PROBLEM DESCRIPTION: If a line in the data holds "Pretty", copy that line out in full.

(DATA SUPPLIED Opens)

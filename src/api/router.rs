//! HTTP routing configuration.

use std::sync::Arc;
use std::time::Duration;

use axum::{Router, http::StatusCode, routing::get};
use tower::ServiceBuilder;
use tower_http::{
    timeout::TimeoutLayer,
    trace::{DefaultMakeSpan, DefaultOnResponse, TraceLayer},
};
use tracing::Level;

use crate::app::AppState;

use super::handlers::{health_check_handler, liveness_handler, metrics_handler};

/// Upper bound on any request, including a scrape-time refresh
const REQUEST_TIMEOUT: Duration = Duration::from_secs(30);

/// Create the exporter router
pub fn create_router(app_state: Arc<AppState>) -> Router {
    let middleware = ServiceBuilder::new()
        .layer(
            TraceLayer::new_for_http()
                .make_span_with(DefaultMakeSpan::new().level(Level::DEBUG))
                .on_response(DefaultOnResponse::new().level(Level::DEBUG)),
        )
        .layer(TimeoutLayer::with_status_code(
            StatusCode::REQUEST_TIMEOUT,
            REQUEST_TIMEOUT,
        ));

    let health_routes = Router::new()
        .route("/", get(health_check_handler))
        .route("/live", get(liveness_handler));

    Router::new()
        .route("/metrics", get(metrics_handler))
        .nest("/health", health_routes)
        .layer(middleware)
        .with_state(app_state)
}
//! Structured logging setup.

use clap::ValueEnum;
use tracing_subscriber::EnvFilter;

use crate::domain::AppError;

/// Output format of the log lines.
#[derive(Debug, Clone, Copy, PartialEq, Eq, Default, ValueEnum)]
pub enum LogFormat {
    /// Human readable, one event per line
    #[default]
    Pretty,
    /// One JSON object per event
    Json,
}

/// Install the global tracing subscriber.
///
/// The filter is taken from `RUST_LOG` and defaults to `info`.
///
/// # Errors
/// Returns an error if a global subscriber is already installed.
pub fn init_tracing(format: LogFormat) -> Result<(), AppError> {
    let filter = EnvFilter::try_from_default_env().unwrap_or_else(|_| EnvFilter::new("info"));
    let builder = tracing_subscriber::fmt().with_env_filter(filter);

    let result = match format {
        LogFormat::Pretty => builder.try_init(),
        LogFormat::Json => builder.json().flatten_event(true).try_init(),
    };

    result.map_err(|e| AppError::Internal(e.to_string()))
}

(DATA SUPPLIED Closes)

OUTPUT:
    Pretty,
        LogFormat::Pretty => builder.try_init(),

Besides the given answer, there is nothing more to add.